Task instructions:
The answer must consist of every line from the data that holds the string "PeerError".

Extracted records
▼
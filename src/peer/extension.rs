use super::error::PeerError;
use crate::bencode::{decode, encode, Value};
use bytes::Bytes;
use std::collections::BTreeMap;

/// Extended-message id reserved for the extension handshake itself.
pub const EXTENSION_HANDSHAKE_ID: u8 = 0;

/// The BEP-9 metadata exchange, as named in the extension handshake.
pub const UT_METADATA: &str = "ut_metadata";

/// The extended-message id we register for `ut_metadata`.
pub const LOCAL_METADATA_ID: u8 = 1;

/// The BEP-10 extension handshake payload.
///
/// Carried in an extended message with id 0, it maps extension names to the
/// numeric ids the sender will accept them under.
#[derive(Debug, Clone, Default)]
pub struct ExtensionHandshake {
    /// The `m` dictionary: extension name to extended-message id.
    pub extensions: BTreeMap<String, u8>,
    /// Client name and version (the `v` key).
    pub client: Option<String>,
    /// Size of the info dictionary in bytes, when the sender has it.
    pub metadata_size: Option<i64>,
}

impl ExtensionHandshake {
    pub fn new() -> Self {
        Self::default()
    }

    pub fn with_extensions(extensions: &[(&str, u8)]) -> Self {
        let mut hs = Self::new();
        for (name, id) in extensions {
            hs.extensions.insert((*name).to_string(), *id);
        }
        hs
    }

    pub fn encode(&self) -> Result<Bytes, PeerError> {
        let mut dict = BTreeMap::new();

        let mut m = BTreeMap::new();
        for (name, id) in &self.extensions {
            m.insert(
                Bytes::copy_from_slice(name.as_bytes()),
                Value::Integer(*id as i64),
            );
        }
        dict.insert(Bytes::from_static(b"m"), Value::Dict(m));

        if let Some(ref client) = self.client {
            dict.insert(Bytes::from_static(b"v"), Value::string(client));
        }

        if let Some(size) = self.metadata_size {
            dict.insert(Bytes::from_static(b"metadata_size"), Value::Integer(size));
        }

        let encoded = encode(&Value::Dict(dict))?;
        Ok(Bytes::from(encoded))
    }

    pub fn decode(data: &[u8]) -> Result<Self, PeerError> {
        let value = decode(data)?;
        let dict = value
            .as_dict()
            .ok_or_else(|| PeerError::Extension("expected dict".into()))?;

        let mut hs = Self::new();

        if let Some(m) = dict.get(b"m".as_slice()).and_then(|v| v.as_dict()) {
            for (key, val) in m {
                if let (Ok(name), Some(id)) = (std::str::from_utf8(key), val.as_integer()) {
                    if id > 0 {
                        hs.extensions.insert(name.to_string(), id as u8);
                    }
                }
            }
        }

        hs.client = dict
            .get(b"v".as_slice())
            .and_then(|v| v.as_str())
            .map(String::from);

        hs.metadata_size = dict
            .get(b"metadata_size".as_slice())
            .and_then(|v| v.as_integer());

        Ok(hs)
    }

    pub fn get_extension_id(&self, name: &str) -> Option<u8> {
        self.extensions.get(name).copied()
    }
}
▲
Exercise solution:
use super::error::PeerError;
    pub fn encode(&self) -> Result<Bytes, PeerError> {
    pub fn decode(data: &[u8]) -> Result<Self, PeerError> {
            .ok_or_else(|| PeerError::Extension("expected dict".into()))?;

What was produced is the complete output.